━━━━━ Data to process ━━━━━
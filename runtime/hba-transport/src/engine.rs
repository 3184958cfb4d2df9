//! Packet Protocol Engine
//!
//! One exchange is: write the request, then collect exactly the expected
//! number of response bytes into the same buffer. The wait is an inactivity
//! timeout that restarts whenever bytes arrive, so a slow but live FPGA is
//! never cut off mid-response while a silent one costs one timeout.

use std::io;
use std::os::unix::io::RawFd;
use std::thread;
use std::time::{Duration, Instant};

use hba_platform::Link;
use log::{debug, error, trace, warn};

use crate::packet::{expected_response_len, MAX_PACKET};
use crate::ProtocolError;

/// Pause before the single retry of a short write
const WRITE_RETRY_DELAY: Duration = Duration::from_millis(1);

type Result<T> = core::result::Result<T, ProtocolError>;

/// Owns the link and runs exchanges on it
pub struct ProtocolEngine {
    link: Option<Box<dyn Link>>,
    timeout: Duration,
}

impl ProtocolEngine {
    pub fn new(timeout: Duration) -> Self {
        Self {
            link: None,
            timeout,
        }
    }

    pub fn with_link(link: Box<dyn Link>, timeout: Duration) -> Self {
        Self {
            link: Some(link),
            timeout,
        }
    }

    /// Install a link, returning the one it replaces
    pub fn attach(&mut self, link: Box<dyn Link>) -> Option<Box<dyn Link>> {
        self.link.replace(link)
    }

    /// Take the link out, leaving the engine closed
    pub fn detach(&mut self) -> Option<Box<dyn Link>> {
        self.link.take()
    }

    pub fn is_open(&self) -> bool {
        self.link.is_some()
    }

    pub fn link_mut(&mut self) -> Option<&mut (dyn Link + 'static)> {
        self.link.as_deref_mut()
    }

    /// Descriptor of the open link, for event loop registration
    pub fn raw_fd(&self) -> Option<RawFd> {
        self.link.as_ref().and_then(|link| link.raw_fd())
    }

    pub fn timeout(&self) -> Duration {
        self.timeout
    }

    pub fn set_timeout(&mut self, timeout: Duration) {
        self.timeout = timeout;
    }

    /// Send `buf[..count]` and read the response into `buf` in place.
    ///
    /// # Returns
    /// Response length: `count - 2` for reads, `1` for writes.
    ///
    /// # Errors
    /// - `NotSendable`: bad arguments, link closed, or the write failed
    ///   after one retry
    /// - `NotReceivable`: the response was incomplete when the link went
    ///   quiet for a full timeout, or a read failed
    /// - `MultiplexerFailure`: the readiness wait itself failed
    pub fn exchange(&mut self, count: usize, buf: &mut [u8]) -> Result<usize> {
        if count == 0 || count > buf.len() || count > MAX_PACKET {
            debug!("refusing to send {} bytes from a {} byte buffer", count, buf.len());
            return Err(ProtocolError::NotSendable);
        }
        let Some(expected) = expected_response_len(buf[0], count) else {
            debug!("read request of {} bytes has no room for a response", count);
            return Err(ProtocolError::NotSendable);
        };
        let Some(link) = self.link.as_deref_mut() else {
            debug!("link closed, dropping {:02x?}", &buf[..count]);
            return Err(ProtocolError::NotSendable);
        };

        trace!("tx {:02x?}", &buf[..count]);
        send(link, &buf[..count])?;
        receive(link, &mut buf[..expected], self.timeout)?;
        trace!("rx {:02x?}", &buf[..expected]);
        Ok(expected)
    }
}

fn is_retryable(err: &io::Error) -> bool {
    matches!(
        err.kind(),
        io::ErrorKind::Interrupted | io::ErrorKind::WouldBlock | io::ErrorKind::TimedOut
    )
}

fn send(link: &mut dyn Link, frame: &[u8]) -> Result<()> {
    let sent = match link.write(frame) {
        Ok(n) if n == frame.len() => return Ok(()),
        Ok(n) => n,
        Err(e) if is_retryable(&e) => 0,
        Err(e) => {
            error!("serial write failed: {}", e);
            return Err(ProtocolError::NotSendable);
        }
    };

    debug!("short write ({}/{} bytes), retrying once", sent, frame.len());
    thread::sleep(WRITE_RETRY_DELAY);
    let rest = &frame[sent..];
    match link.write(rest) {
        Ok(n) if n == rest.len() => Ok(()),
        Ok(n) => {
            error!("serial write stalled after {} of {} bytes", sent + n, frame.len());
            Err(ProtocolError::NotSendable)
        }
        Err(e) => {
            error!("serial write retry failed: {}", e);
            Err(ProtocolError::NotSendable)
        }
    }
}

fn receive(link: &mut dyn Link, out: &mut [u8], timeout: Duration) -> Result<()> {
    let expected = out.len();
    let mut received = 0;
    let mut deadline = Instant::now() + timeout;

    while received < expected {
        let remaining = deadline.saturating_duration_since(Instant::now());
        match link.wait_readable(remaining) {
            Ok(true) => {}
            Ok(false) => {
                warn!("response timed out with {} of {} bytes", received, expected);
                return Err(ProtocolError::NotReceivable);
            }
            Err(e) if e.kind() == io::ErrorKind::Interrupted => continue,
            Err(e) => {
                error!("waiting for response failed: {}", e);
                return Err(ProtocolError::MultiplexerFailure);
            }
        }

        match link.read(&mut out[received..]) {
            Ok(0) => {
                error!("serial link closed mid-response");
                return Err(ProtocolError::NotReceivable);
            }
            Ok(n) => {
                received += n;
                deadline = Instant::now() + timeout;
            }
            Err(e) if is_retryable(&e) => {
                if Instant::now() >= deadline {
                    warn!("response timed out with {} of {} bytes", received, expected);
                    return Err(ProtocolError::NotReceivable);
                }
            }
            Err(e) => {
                error!("serial read failed: {}", e);
                return Err(ProtocolError::NotReceivable);
            }
        }
    }
    Ok(())
}
//! Connector for real hardware: tty serial ports and sysfs GPIO

use std::io;
use std::path::{Path, PathBuf};

use hba_platform::{Connector, InterruptLine, Link};

use crate::gpio::SysfsGpio;
use crate::serial::SerialLink;

/// Opens serial devices by path and GPIO pins under a sysfs root
pub struct SystemConnector {
    gpio_root: PathBuf,
}

impl SystemConnector {
    pub fn new(gpio_root: impl Into<PathBuf>) -> Self {
        Self {
            gpio_root: gpio_root.into(),
        }
    }

    pub fn gpio_root(&self) -> &Path {
        &self.gpio_root
    }
}

impl Connector for SystemConnector {
    fn open_link(&self, path: &Path, baud: u32) -> io::Result<Box<dyn Link>> {
        Ok(Box::new(SerialLink::open(path, baud)?))
    }

    fn open_interrupt_line(&self, pin: u32) -> io::Result<Box<dyn InterruptLine>> {
        Ok(Box::new(SysfsGpio::open(&self.gpio_root, pin)?))
    }
}

#[cfg(test)]
mod tests {
    use super::*;
    use std::fs;

    #[test]
    fn test_lines_open_under_configured_root() {
        let root = tempfile::tempdir().unwrap();
        let dir = root.path().join("gpio12");
        fs::create_dir(&dir).unwrap();
        for file in ["direction", "edge", "value"] {
            fs::write(dir.join(file), "0").unwrap();
        }

        let connector = SystemConnector::new(root.path());
        let mut line = connector.open_interrupt_line(12).unwrap();
        assert!(!line.is_asserted().unwrap());
        assert!(connector.open_interrupt_line(13).is_err());
    }

    #[test]
    fn test_missing_serial_device() {
        let connector = SystemConnector::new("/sys/class/gpio");
        assert!(connector.open_link(Path::new("/dev/hba-no-such-tty"), 115_200).is_err());
    }
}
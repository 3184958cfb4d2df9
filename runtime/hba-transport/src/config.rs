//! Transport configuration

use core::fmt;
use std::path::PathBuf;
use std::time::Duration;

use serde::{Deserialize, Serialize};

use crate::TransportError;

/// Serial bit rates the FPGA's UART can be switched to
///
/// The discriminant order is the FPGA baud code written to core 0
/// register 2.
#[derive(Debug, Default, Clone, Copy, PartialEq, Eq, Hash, Serialize, Deserialize)]
#[serde(try_from = "u32", into = "u32")]
pub enum BaudRate {
    B1200,
    B1800,
    B2400,
    B4800,
    B9600,
    B19200,
    B38400,
    B57600,
    #[default]
    B115200,
    B230400,
    B460800,
    B500000,
    B576000,
    B921600,
}

impl BaudRate {
    pub const ALL: [BaudRate; 14] = [
        BaudRate::B1200,
        BaudRate::B1800,
        BaudRate::B2400,
        BaudRate::B4800,
        BaudRate::B9600,
        BaudRate::B19200,
        BaudRate::B38400,
        BaudRate::B57600,
        BaudRate::B115200,
        BaudRate::B230400,
        BaudRate::B460800,
        BaudRate::B500000,
        BaudRate::B576000,
        BaudRate::B921600,
    ];

    pub const fn bps(self) -> u32 {
        match self {
            BaudRate::B1200 => 1_200,
            BaudRate::B1800 => 1_800,
            BaudRate::B2400 => 2_400,
            BaudRate::B4800 => 4_800,
            BaudRate::B9600 => 9_600,
            BaudRate::B19200 => 19_200,
            BaudRate::B38400 => 38_400,
            BaudRate::B57600 => 57_600,
            BaudRate::B115200 => 115_200,
            BaudRate::B230400 => 230_400,
            BaudRate::B460800 => 460_800,
            BaudRate::B500000 => 500_000,
            BaudRate::B576000 => 576_000,
            BaudRate::B921600 => 921_600,
        }
    }

    /// Code the FPGA expects in core 0 register 2
    pub const fn fpga_code(self) -> u8 {
        self as u8
    }

    pub fn from_bps(bps: u32) -> Option<Self> {
        Self::ALL.into_iter().find(|b| b.bps() == bps)
    }
}

impl TryFrom<u32> for BaudRate {
    type Error = TransportError;

    fn try_from(bps: u32) -> Result<Self, Self::Error> {
        Self::from_bps(bps).ok_or(TransportError::UnsupportedBaud { baud: bps })
    }
}

impl From<BaudRate> for u32 {
    fn from(baud: BaudRate) -> u32 {
        baud.bps()
    }
}

impl fmt::Display for BaudRate {
    fn fmt(&self, f: &mut fmt::Formatter<'_>) -> fmt::Result {
        write!(f, "{}", self.bps())
    }
}

/// Link, interrupt line and timing settings
///
/// Loaded from the `[transport]` table of the daemon's TOML file; every
/// field is optional.
#[derive(Debug, Clone, PartialEq, Eq, Serialize, Deserialize)]
#[serde(default, deny_unknown_fields)]
pub struct TransportConfig {
    /// Serial device path
    pub device: PathBuf,

    pub baud: BaudRate,

    /// sysfs GPIO pin wired to the FPGA interrupt output
    pub interrupt_pin: Option<u32>,

    /// sysfs GPIO class directory
    pub gpio_root: PathBuf,

    /// Inactivity timeout while waiting for a response
    pub response_timeout_ms: u64,

    /// Fallback poll of the interrupt line; 0 disables it
    pub interrupt_poll_ms: u64,

    /// Pause between telling the FPGA a new baud rate and switching the host
    pub baud_settle_ms: u64,
}

impl Default for TransportConfig {
    fn default() -> Self {
        Self {
            device: PathBuf::from("/dev/ttyUSB1"),
            baud: BaudRate::default(),
            interrupt_pin: None,
            gpio_root: PathBuf::from("/sys/class/gpio"),
            response_timeout_ms: 100,
            interrupt_poll_ms: 250,
            baud_settle_ms: 2_000,
        }
    }
}

impl TransportConfig {
    pub fn response_timeout(&self) -> Duration {
        Duration::from_millis(self.response_timeout_ms)
    }

    pub fn interrupt_poll_interval(&self) -> Option<Duration> {
        match self.interrupt_poll_ms {
            0 => None,
            ms => Some(Duration::from_millis(ms)),
        }
    }

    pub fn baud_settle(&self) -> Duration {
        Duration::from_millis(self.baud_settle_ms)
    }
}

#[cfg(test)]
mod tests {
    use super::*;

    #[test]
    fn test_baud_codes_follow_table_order() {
        assert_eq!(BaudRate::B1200.fpga_code(), 0);
        assert_eq!(BaudRate::B9600.fpga_code(), 4);
        assert_eq!(BaudRate::B115200.fpga_code(), 8);
        assert_eq!(BaudRate::B921600.fpga_code(), 13);
        for (code, baud) in BaudRate::ALL.iter().enumerate() {
            assert_eq!(usize::from(baud.fpga_code()), code);
        }
    }

    #[test]
    fn test_baud_from_bps() {
        assert_eq!(BaudRate::try_from(460_800).unwrap(), BaudRate::B460800);
        assert!(matches!(
            BaudRate::try_from(14_400),
            Err(TransportError::UnsupportedBaud { baud: 14_400 })
        ));
    }

    #[test]
    fn test_defaults() {
        let config = TransportConfig::default();
        assert_eq!(config.device, PathBuf::from("/dev/ttyUSB1"));
        assert_eq!(config.baud, BaudRate::B115200);
        assert_eq!(config.response_timeout(), Duration::from_millis(100));
        assert_eq!(config.interrupt_poll_interval(), Some(Duration::from_millis(250)));
        assert_eq!(config.baud_settle(), Duration::from_secs(2));
    }

    #[test]
    fn test_partial_toml() {
        let config: TransportConfig = toml::from_str(
            r#"
            device = "/dev/ttyACM0"
            baud = 921600
            interrupt_pin = 17
            interrupt_poll_ms = 0
            "#,
        )
        .unwrap();
        assert_eq!(config.device, PathBuf::from("/dev/ttyACM0"));
        assert_eq!(config.baud, BaudRate::B921600);
        assert_eq!(config.interrupt_pin, Some(17));
        assert_eq!(config.interrupt_poll_interval(), None);
        assert_eq!(config.response_timeout_ms, 100);
    }

    #[test]
    fn test_toml_rejects_unsupported_baud() {
        let err = toml::from_str::<TransportConfig>("baud = 14400").unwrap_err();
        assert!(err.to_string().contains("Unsupported baud rate 14400"));
    }
}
━━━━━
Problem statement — In the entries above, find every line with the word "trace" and list it.

Response to this task —
use log::{debug, error, trace, warn};
        trace!("tx {:02x?}", &buf[..count]);
        trace!("rx {:02x?}", &buf[..expected]);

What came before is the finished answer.